» **What to do**:
Look for "solid" in the records and copy every line that has it.

(Stored items)
========================================================================

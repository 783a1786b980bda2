//! ECS components for hecs entities.
//!
//! Components are plain data. The few methods here are accessors and
//! constructors; combat rules live in the simulation's systems.

use serde::{Deserialize, Serialize};

use crate::constants::*;
use crate::enums::*;
use crate::mask::CollisionMask;
use crate::types::{Position, Rect, Velocity};

/// Stable, opaque id assigned at spawn. Never reused within a run.
#[derive(Debug, Clone, Copy, PartialEq, Eq, PartialOrd, Ord, Hash, Serialize, Deserialize)]
pub struct EntityId(pub u32);

/// Bounding rectangle size plus pixel mask of the same dimensions.
/// The rectangle is centered on the entity's `Position`.
#[derive(Debug, Clone, Serialize, Deserialize)]
pub struct Hitbox {
    pub mask: CollisionMask,
}

impl Hitbox {
    pub fn new(mask: CollisionMask) -> Self {
        Self { mask }
    }

    pub fn solid(width: u32, height: u32) -> Self {
        Self::new(CollisionMask::solid(width, height))
    }

    pub fn width(&self) -> f32 {
        self.mask.width() as f32
    }

    pub fn height(&self) -> f32 {
        self.mask.height() as f32
    }

    /// World-space bounding rectangle for an entity at `pos`.
    pub fn rect_at(&self, pos: Position) -> Rect {
        Rect::centered(pos, self.width(), self.height())
    }
}

/// Combat attributes of anything that can shoot or be shot.
#[derive(Debug, Clone, PartialEq, Serialize, Deserialize)]
pub struct CombatStats {
    pub health: i32,
    pub max_health: i32,
    pub shield: i32,
    pub max_shield: i32,
    pub armor: i32,
    /// Reserved for future damage formulas; not read by the combat rules.
    pub defence: i32,
    pub attack: i32,
    /// Milliseconds between shots. Smaller is faster.
    pub fire_rate: u32,
    pub penetration: i32,
    /// Awarded to the score ledger when this entity is destroyed.
    pub points: u32,
    pub faction: Faction,
    pub class: ShipClass,
    pub double_shot: bool,
    pub immunity: bool,
    pub rapid_fire: bool,
}

impl CombatStats {
    /// Fresh stats at full health, empty shield, no armor.
    pub fn new(max_health: i32, faction: Faction, class: ShipClass) -> Self {
        let max_health = max_health.max(1);
        Self {
            health: max_health,
            max_health,
            shield: 0,
            max_shield: max_health / 2,
            armor: 0,
            defence: 0,
            attack: DEFAULT_ATTACK,
            fire_rate: DEFAULT_FIRE_RATE_MS,
            penetration: 0,
            points: 0,
            faction,
            class,
            double_shot: false,
            immunity: false,
            rapid_fire: false,
        }
    }

    pub fn with_attack(mut self, attack: i32) -> Self {
        self.attack = attack.max(0);
        self
    }

    pub fn with_armor(mut self, armor: i32) -> Self {
        self.armor = armor.max(0);
        self
    }

    pub fn with_shield(mut self, shield: i32) -> Self {
        self.shield = shield.clamp(0, self.max_shield);
        self
    }

    pub fn with_fire_rate(mut self, fire_rate: u32) -> Self {
        self.fire_rate = fire_rate;
        self
    }

    pub fn with_penetration(mut self, penetration: i32) -> Self {
        self.penetration = penetration.max(0);
        self
    }

    pub fn with_points(mut self, points: u32) -> Self {
        self.points = points;
        self
    }

    pub fn is_dead(&self) -> bool {
        self.health <= 0
    }
}

/// Fire-rate cooldown baseline.
#[derive(Debug, Clone, Copy, Default, Serialize, Deserialize)]
pub struct Shooter {
    /// Clock reading of the last successful shot. `None` until the first.
    pub last_shot_ms: Option<u64>,
}

/// Hostile ships that fire on their own every frame.
#[derive(Debug, Clone, Copy, Serialize, Deserialize)]
pub struct Gunner {
    /// Firing direction in radians (0 = right, counter-clockwise on screen).
    pub angle: f32,
}

/// A shot in flight.
#[derive(Debug, Clone, Serialize, Deserialize)]
pub struct Projectile {
    /// Who fired it. Used for attribution only; the owner may be gone.
    pub owner: EntityId,
    /// Direction of travel in radians.
    pub angle: f32,
    pub damage: i32,
    pub penetration: i32,
    pub faction: Faction,
    pub skin: BlasterSkin,
    /// Shooter velocity carried at spawn, decays every frame.
    pub inherited: Velocity,
}

/// A collectible power-up.
#[derive(Debug, Clone, Copy, Serialize, Deserialize)]
pub struct PowerUp {
    pub kind: PowerUpKind,
}

/// One running timed effect.
#[derive(Debug, Clone, Copy, PartialEq, Serialize, Deserialize)]
pub struct ActiveEffect {
    pub kind: EffectKind,
    pub expires_at_ms: u64,
    /// Stat value to put back on expiry (rapid fire stores the fire rate).
    pub restore: Option<u32>,
}

/// All timed effects on one entity. Dropped with the entity, so a pending
/// revert can never touch a despawned owner.
#[derive(Debug, Clone, Default, PartialEq, Serialize, Deserialize)]
pub struct StatusEffects {
    pub active: Vec<ActiveEffect>,
}

impl StatusEffects {
    pub fn get(&self, kind: EffectKind) -> Option<&ActiveEffect> {
        self.active.iter().find(|e| e.kind == kind)
    }

    pub fn remaining_ms(&self, kind: EffectKind, now_ms: u64) -> Option<u64> {
        self.get(kind).map(|e| e.expires_at_ms.saturating_sub(now_ms))
    }
}

/// Marks the player's ship.
#[derive(Debug, Clone, Copy, Serialize, Deserialize)]
pub struct Player;

/// Marks a hostile combatant: fighters, structures and mines.
#[derive(Debug, Clone, Copy, Serialize, Deserialize)]
pub struct Hostile;

/// Marks a drifting mine. Mines also carry `Hostile` and can be shot.
#[derive(Debug, Clone, Copy, Serialize, Deserialize)]
pub struct Mine;

/// Destroyed this frame; skipped by every system until cleanup despawns it.
#[derive(Debug, Clone, Copy, Serialize, Deserialize)]
pub struct Dead;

========================================================================

» **Result for this exercise**:
    pub fn solid(width: u32, height: u32) -> Self {
        Self::new(CollisionMask::solid(width, height))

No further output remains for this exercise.